Of the entries below, restate word for word only the section that runs from the line with "let bins = self.bins();" to the line with "let scale = 1.0", counting both ends.
[Start of Attachment]
impl Session {
    /// Load `path` and start a session on it
    #[instrument(skip_all, fields(path = %path.display()))]
    pub fn open(
        path: &Path,
        options: SessionOptions,
        dsp: Arc<dyn Dsp>,
        playback: PlaybackEngine,
    ) -> Result<Self, SessionError> {
        let track = TrackLoader::new().load(path)?;
        let name = path
            .file_stem()
            .and_then(|s| s.to_str())
            .unwrap_or("track")
            .to_string();
        let engine = EffectEngine::new(dsp).with_final_gate(options.final_gate_db);
        Self::from_buffer(track.buffer, &name, options, engine, playback)
    }

    /// Start a session on an in-memory buffer
    pub fn from_buffer(
        buffer: SampleBuffer,
        name: &str,
        options: SessionOptions,
        engine: EffectEngine,
        mut playback: PlaybackEngine,
    ) -> Result<Self, SessionError> {
        let store = Arc::new(SnapshotStore::new()?);
        let initial = store.save(&buffer)?;
        let worker = ProcessingWorker::spawn(engine, Arc::clone(&store))?;

        let working = Arc::new(buffer);
        let mut history = HistoryStore::new(options.history_capacity);
        let _ = history.add(initial, Vec::new());
        playback.load(Arc::clone(&working));

        let mut session = Self {
            state: SessionState::Idle,
            working,
            source_name: name.to_string(),
            history,
            store,
            worker,
            playback,
            exporter: Exporter::new(options.output_dir, options.ffmpeg_path, options.max_name_len),
            pending: String::new(),
            job_timeout: options.job_timeout,
            step_mode: options.step_mode,
        };
        session.transition(SessionState::Ready);
        info!(name, samples = session.working.len(), "session ready");
        Ok(session)
    }

    pub fn state(&self) -> SessionState {
        self.state
    }

    pub fn working(&self) -> &Arc<SampleBuffer> {
        &self.working
    }

    pub fn history(&self) -> &HistoryStore<SnapshotRef> {
        &self.history
    }

    pub fn playback(&self) -> &PlaybackEngine {
        &self.playback
    }

    pub fn pending(&self) -> &str {
        &self.pending
    }

    pub fn source_name(&self) -> &str {
        &self.source_name
    }

    fn transition(&mut self, next: SessionState) {
        debug!(from = ?self.state, to = ?next, "session state");
        self.state = next;
    }

    /// Handle one line (or submitted key buffer) of user input
    pub fn handle_input(&mut self, line: &str) -> Outcome {
        if self.state == SessionState::Closed {
            return Outcome {
                notices: vec![Notice::error(SessionError::Closed.to_string())],
                flow: Flow::Quit,
            };
        }

        let text = std::mem::take(&mut self.pending) + line;
        match classify(&text) {
            Input::Empty => Outcome::new(Vec::new()),
            Input::Incomplete(held) => {
                self.pending = held;
                Outcome::new(vec![Notice::info(format!(
                    "Holding '{}' until it ends with ';'",
                    self.pending
                ))])
            }
            Input::Control(control) => self.control(control),
            Input::Instruction(operations) => Outcome::new(self.instruction(operations)),
        }
    }

    /// Run a one-letter command synchronously
    pub fn control(&mut self, control: Control) -> Outcome {
        let mut notices = Vec::new();
        let mut flow = Flow::Continue;
        match control {
            Control::Quit => {
                self.close();
                flow = Flow::Quit;
            }
            Control::Save => match self.save() {
                Ok(saved) => notices.extend(saved),
                Err(e) => notices.push(Notice::error(format!("Error saving files: {e}"))),
            },
            Control::TogglePlayback => match self.playback.toggle() {
                Ok(true) => notices.push(Notice::info("Playback started")),
                Ok(false) => notices.push(Notice::info("Playback paused")),
                Err(e) => notices.push(Notice::error(e.to_string())),
            },
            Control::Undo => {
                self.undo(&mut notices);
                notices.push(Notice::info(self.history.status()));
            }
            Control::Redo => {
                self.redo(&mut notices);
                notices.push(Notice::info(self.history.status()));
            }
            Control::Load => flow = Flow::LoadRequested,
            Control::Help => {
                notices.push(Notice::info(help_text()));
                notices.push(Notice::info(self.history.status()));
            }
        }
        Outcome { notices, flow }
    }

    /// Apply one terminated instruction, clause by clause
    ///
    /// Consecutive effects are batched into one job. Reverts and commands
    /// inside an instruction flush the batch first, so order is preserved.
    fn instruction(&mut self, operations: Vec<Operation>) -> Vec<Notice> {
        let mut notices = Vec::new();
        let mut batch = Vec::new();

        for operation in operations {
            match operation.resolve() {
                Err(e) => notices.push(Notice::error(format!("Skipping '{operation}': {e}"))),
                Ok(Action::Effect(effect)) => {
                    if let Effect::BpmMatch { target_bpm } = effect {
                        if target_bpm < MIN_TARGET_BPM {
                            notices.push(Notice::warning(format!(
                                "bpm target {target_bpm} is below {MIN_TARGET_BPM}, using {MIN_TARGET_BPM}"
                            )));
                        }
                    }
                    batch.push(operation);
                }
                Ok(Action::Revert(steps)) => {
                    self.flush(&mut batch, &mut notices);
                    self.revert(steps, &mut notices);
                }
                Ok(Action::Control(control)) => {
                    self.flush(&mut batch, &mut notices);
                    let outcome = self.control(control);
                    notices.extend(outcome.notices);
                }
            }
        }
        self.flush(&mut batch, &mut notices);
        notices
    }

    fn flush(&mut self, batch: &mut Vec<Operation>, notices: &mut Vec<Notice>) {
        if batch.is_empty() {
            return;
        }
        let operations = std::mem::take(batch);
        if let Err(e) = self.apply(operations, notices) {
            warn!(error = %e, "instruction not applied");
            notices.push(Notice::error(e.to_string()));
        }
    }

    /// Process `operations` and commit the result
    fn apply(&mut self, operations: Vec<Operation>, notices: &mut Vec<Notice>) -> Result<(), SessionError> {
        self.transition(SessionState::Applying);
        let was_playing = self.playback.is_playing();
        if was_playing {
            self.playback.pause();
        }
        let position = self.playback.position();

        let result = if self.step_mode {
            self.run_steps(&operations, was_playing, position)
        } else {
            self.run_batch(operations)
        };
        let committed = result.map(|output| self.commit(output, notices));

        if was_playing {
            if let Err(e) = self.playback.start(Some(position)) {
                notices.push(Notice::error(e.to_string()));
            }
        }
        self.transition(SessionState::Ready);
        committed
    }

    fn commit(&mut self, output: JobOutput, notices: &mut Vec<Notice>) {
        for failure in &output.failures {
            notices.push(Notice::warning(format!(
                "'{}' failed: {}",
                failure.operation, failure.error
            )));
        }

        let snapshot = match output.snapshot {
            Some(snapshot) if !output.applied.is_empty() => snapshot,
            unused => {
                if let Some(snapshot) = unused {
                    self.store.release(&snapshot);
                }
                notices.push(Notice::warning("No operation succeeded; nothing changed"));
                return;
            }
        };

        let dropped = self.history.add(snapshot, output.applied);
        self.release(dropped);
        self.working = output.buffer;
        self.playback.load(Arc::clone(&self.working));
        notices.push(Notice::info(self.history.status()));
    }

    fn run_batch(&mut self, operations: Vec<Operation>) -> Result<JobOutput, SessionError> {
        self.dispatch(
            JobInput::Buffer(Arc::clone(&self.working)),
            operations,
            Some(Arc::clone(&self.working)),
            true,
        )
    }

    /// One sub-job per operation, playing each intermediate result
    fn run_steps(
        &mut self,
        operations: &[Operation],
        was_playing: bool,
        position: usize,
    ) -> Result<JobOutput, SessionError> {
        let reference = Arc::clone(&self.working);
        let mut applied = Vec::new();
        let mut failures = Vec::new();
        let mut last = None;

        for (i, operation) in operations.iter().enumerate() {
            let is_last = i + 1 == operations.len();
            let input = if i == 0 {
                JobInput::Buffer(Arc::clone(&reference))
            } else {
                JobInput::Previous
            };
            let output = self.dispatch(
                input,
                vec![operation.clone()],
                is_last.then(|| Arc::clone(&reference)),
                is_last,
            )?;

            if !is_last && was_playing {
                self.playback.load(Arc::clone(&output.buffer));
                self.playback.start(Some(position))?;
            }
            applied.extend(output.applied.iter().cloned());
            failures.extend(output.failures.iter().cloned());
            last = Some(output);
        }

        if was_playing {
            self.playback.pause();
        }
        let last = last.ok_or(SessionError::JobFailed)?;
        Ok(JobOutput {
            applied,
            failures,
            ..last
        })
    }

    /// Submit one job and wait for it
    fn dispatch(
        &mut self,
        input: JobInput,
        operations: Vec<Operation>,
        reference: Option<Arc<SampleBuffer>>,
        persist: bool,
    ) -> Result<JobOutput, SessionError> {
        let (tx, rx) = bounded(1);
        self.worker.submit(Job {
            input,
            operations,
            reference,
            persist,
            on_complete: Box::new(move |output| {
                let _ = tx.send(output);
            }),
        })?;

        match rx.recv_timeout(self.job_timeout) {
            Ok(output) => Ok(output),
            Err(RecvTimeoutError::Timeout) => Err(SessionError::Timeout(self.job_timeout)),
            Err(RecvTimeoutError::Disconnected) => Err(SessionError::JobFailed),
        }
    }

    fn release(&self, entries: Vec<HistoryEntry<SnapshotRef>>) {
        for entry in entries {
            self.store.release(&entry.state);
        }
    }

    /// Make the snapshot at the history cursor the working buffer
    fn restore(&mut self) -> Result<(), SessionError> {
        let snapshot = self
            .history
            .current()
            .map(|entry| entry.state.clone())
            .ok_or(SessionError::EmptyHistory)?;
        let buffer = self.store.load(&snapshot)?;
        self.working = Arc::new(buffer);
        self.playback.load(Arc::clone(&self.working));
        Ok(())
    }

    /// Step back once; false at the oldest state
    fn undo(&mut self, notices: &mut Vec<Notice>) -> bool {
        if self.history.undo().is_none() {
            notices.push(Notice::info("No more undos available."));
            return false;
        }
        if let Err(e) = self.restore() {
            self.history.redo();
            notices.push(Notice::error(e.to_string()));
            return false;
        }
        true
    }

    /// Step forward once; false at the newest state
    fn redo(&mut self, notices: &mut Vec<Notice>) -> bool {
        if self.history.redo().is_none() {
            notices.push(Notice::info("No more redos available."));
            return false;
        }
        if let Err(e) = self.restore() {
            self.history.undo();
            notices.push(Notice::error(e.to_string()));
            return false;
        }
        true
    }

    /// Undo `steps` times (redo for negative), stopping at a boundary
    fn revert(&mut self, steps: i64, notices: &mut Vec<Notice>) {
        for _ in 0..steps.unsigned_abs() {
            let moved = if steps > 0 {
                self.undo(notices)
            } else {
                self.redo(notices)
            };
            if !moved {
                break;
            }
        }
        notices.push(Notice::info(self.history.status()));
    }

    /// Write the working buffer as WAV and MP3
    pub fn save(&self) -> Result<Vec<Notice>, SessionError> {
        let ops: Vec<String> = self
            .history
            .applied_operations()
            .into_iter()
            .map(Operation::compact)
            .collect();
        let files = self.exporter.export(&self.working, &ops, &self.source_name)?;

        let mut notices = vec![Notice::info(format!("Saved WAV as: {}", files.wav.display()))];
        match files.mp3 {
            Some(mp3) => notices.push(Notice::info(format!("Saved MP3 as: {}", mp3.display()))),
            None => notices.push(Notice::warning("MP3 encode failed; only the WAV was written")),
        }
        Ok(notices)
    }

    /// Play the working buffer from the start
    pub fn restart_playback(&mut self) -> Result<(), SessionError> {
        self.playback.reset_position();
        self.playback.start(Some(0))?;
        Ok(())
    }

    /// Stop playback and the worker, release every snapshot
    pub fn close(&mut self) {
        if self.state == SessionState::Closed {
            return;
        }
        self.playback.pause();
        self.worker.shutdown();
        let entries = self.history.clear();
        self.release(entries);
        self.transition(SessionState::Closed);
        info!("session closed");
    }
}
//! Short-time Fourier transform with overlap-add resynthesis
//!
//! Frames are centered: the signal is zero-padded by half a window on both
//! sides, so frame `f` is centered on sample `f * hop_size`.

use rustfft::{num_complex::Complex, Fft, FftPlanner};
use std::f32::consts::PI;
use std::sync::Arc;

/// Analysis window length used across the crate
pub const DEFAULT_FFT_SIZE: usize = 2048;
/// Hop between frames (~11.6ms at 44.1kHz)
pub const DEFAULT_HOP_SIZE: usize = 512;

/// Window-sum values below this are treated as zero during resynthesis
const WINDOW_SUM_FLOOR: f32 = 1e-8;

/// Non-negative frequency bins of one frame (`fft_size / 2 + 1` values)
pub type Frame = Vec<Complex<f32>>;

/// Sequence of analysis frames
#[derive(Debug, Clone, Default)]
pub struct Spectrogram {
    pub frames: Vec<Frame>,
    pub bins: usize,
}

impl Spectrogram {
    pub fn len(&self) -> usize {
        self.frames.len()
    }

    pub fn is_empty(&self) -> bool {
        self.frames.is_empty()
    }

    /// Magnitude of every bin, frame-major
    pub fn magnitudes(&self) -> Vec<Vec<f32>> {
        self.frames
            .iter()
            .map(|frame| frame.iter().map(|c| c.norm()).collect())
            .collect()
    }

    /// Average magnitude per bin across all frames
    pub fn mean_magnitudes(&self) -> Vec<f32> {
        let mut sums = vec![0.0f32; self.bins];
        if self.frames.is_empty() {
            return sums;
        }
        for frame in &self.frames {
            for (sum, c) in sums.iter_mut().zip(frame) {
                *sum += c.norm();
            }
        }
        let count = self.frames.len() as f32;
        for sum in &mut sums {
            *sum /= count;
        }
        sums
    }

    /// Scale every frame bin-wise by `gains`
    pub fn scale_bins(&mut self, gains: &[f32]) {
        for frame in &mut self.frames {
            for (c, &g) in frame.iter_mut().zip(gains) {
                *c *= g;
            }
        }
    }
}

/// Forward/inverse STFT with a periodic Hann window
#[derive(Clone)]
pub struct Stft {
    fft_size: usize,
    hop_size: usize,
    forward: Arc<dyn Fft<f32>>,
    inverse: Arc<dyn Fft<f32>>,
    window: Vec<f32>,
}

impl Default for Stft {
    fn default() -> Self {
        Self::new(DEFAULT_FFT_SIZE, DEFAULT_HOP_SIZE)
    }
}

impl Stft {
    /// Create a transform; `fft_size` is rounded up to an even length
    pub fn new(fft_size: usize, hop_size: usize) -> Self {
        let fft_size = (fft_size.max(2) + 1) & !1;
        let hop_size = hop_size.clamp(1, fft_size);
        let mut planner = FftPlanner::new();
        let forward = planner.plan_fft_forward(fft_size);
        let inverse = planner.plan_fft_inverse(fft_size);

        let window: Vec<f32> = (0..fft_size)
            .map(|i| 0.5 * (1.0 - (2.0 * PI * i as f32 / fft_size as f32).cos()))
            .collect();

        Self {
            fft_size,
            hop_size,
            forward,
            inverse,
            window,
        }
    }

    pub fn fft_size(&self) -> usize {
        self.fft_size
    }

    pub fn hop_size(&self) -> usize {
        self.hop_size
    }

    pub fn bins(&self) -> usize {
        self.fft_size / 2 + 1
    }

    /// Center frequency of `bin` in Hz
    pub fn bin_frequency(&self, bin: usize, sample_rate: u32) -> f32 {
        bin as f32 * sample_rate as f32 / self.fft_size as f32
    }

    /// Analyze `samples` into centered frames
    pub fn forward(&self, samples: &[f32]) -> Spectrogram {
        let bins = self.bins();
        if samples.is_empty() {
            return Spectrogram {
                frames: Vec::new(),
                bins,
            };
        }

        let pad = self.fft_size / 2;
        let padded_len = samples.len() + 2 * pad;
        let frame_count = 1 + (padded_len - self.fft_size) / self.hop_size;

        let mut frames = Vec::with_capacity(frame_count);
        let mut buffer = vec![Complex::new(0.0, 0.0); self.fft_size];

        for f in 0..frame_count {
            let start = f * self.hop_size;
            for (i, slot) in buffer.iter_mut().enumerate() {
                let sample = (start + i)
                    .checked_sub(pad)
                    .and_then(|idx| samples.get(idx))
                    .copied()
                    .unwrap_or(0.0);
                *slot = Complex::new(sample * self.window[i], 0.0);
            }
            self.forward.process(&mut buffer);
            frames.push(buffer[..bins].to_vec());
        }

        Spectrogram { frames, bins }
    }

    /// Resynthesize `length` samples by weighted overlap-add
    ///
    /// Output is zero-padded or truncated to exactly `length`.
    pub fn inverse(&self, spectrogram: &Spectrogram, length: usize) -> Vec<f32> {
        let pad = self.fft_size / 2;
        let span = spectrogram.frames.len().saturating_sub(1) * self.hop_size + self.fft_size;
        let total = span.max(pad + length);

        let mut output = vec![0.0f32; total];
        let mut window_sum = vec![0.0f32; total];
        let mut buffer = vec![Complex::new(0.0, 0.0); self.fft_size];
        let scale = 1.0 / self.fft_size as f32;

        for (f, frame) in spectrogram.frames.iter().enumerate() {
            // Rebuild the full Hermitian spectrum from the positive bins
            for (k, slot) in buffer.iter_mut().enumerate() {
                let mirrored = if k <= pad { k } else { self.fft_size - k };
                let value = frame.get(mirrored).copied().unwrap_or_default();
                *slot = if k <= pad { value } else { value.conj() };
            }
            self.inverse.process(&mut buffer);

            let start = f * self.hop_size;
            for (i, c) in buffer.iter().enumerate() {
                let w = self.window[i];
                output[start + i] += c.re * scale * w;
                window_sum[start + i] += w * w;
            }
        }

        for (sample, &sum) in output.iter_mut().zip(&window_sum) {
            if sum > WINDOW_SUM_FLOOR {
                *sample /= sum;
            }
        }

        output.into_iter().skip(pad).take(length).collect()
    }
}

/// Convert an amplitude to decibels relative to 1.0, floored at `amin`
pub fn amplitude_to_db(amplitude: f32, amin: f32) -> f32 {
    20.0 * amplitude.max(amin).log10()
}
[End of Attachment]
**FINISHED TASK**
        let bins = self.bins();
        if samples.is_empty() {
            return Spectrogram {
                frames: Vec::new(),
                bins,
            };
        }

        let pad = self.fft_size / 2;
        let padded_len = samples.len() + 2 * pad;
        let frame_count = 1 + (padded_len - self.fft_size) / self.hop_size;

        let mut frames = Vec::with_capacity(frame_count);
        let mut buffer = vec![Complex::new(0.0, 0.0); self.fft_size];

        for f in 0..frame_count {
            let start = f * self.hop_size;
            for (i, slot) in buffer.iter_mut().enumerate() {
                let sample = (start + i)
                    .checked_sub(pad)
                    .and_then(|idx| samples.get(idx))
                    .copied()
                    .unwrap_or(0.0);
                *slot = Complex::new(sample * self.window[i], 0.0);
            }
            self.forward.process(&mut buffer);
            frames.push(buffer[..bins].to_vec());
        }

        Spectrogram { frames, bins }
    }

    /// Resynthesize `length` samples by weighted overlap-add
    ///
    /// Output is zero-padded or truncated to exactly `length`.
    pub fn inverse(&self, spectrogram: &Spectrogram, length: usize) -> Vec<f32> {
        let pad = self.fft_size / 2;
        let span = spectrogram.frames.len().saturating_sub(1) * self.hop_size + self.fft_size;
        let total = span.max(pad + length);

        let mut output = vec![0.0f32; total];
        let mut window_sum = vec![0.0f32; total];
        let mut buffer = vec![Complex::new(0.0, 0.0); self.fft_size];
        let scale = 1.0 / self.fft_size as f32;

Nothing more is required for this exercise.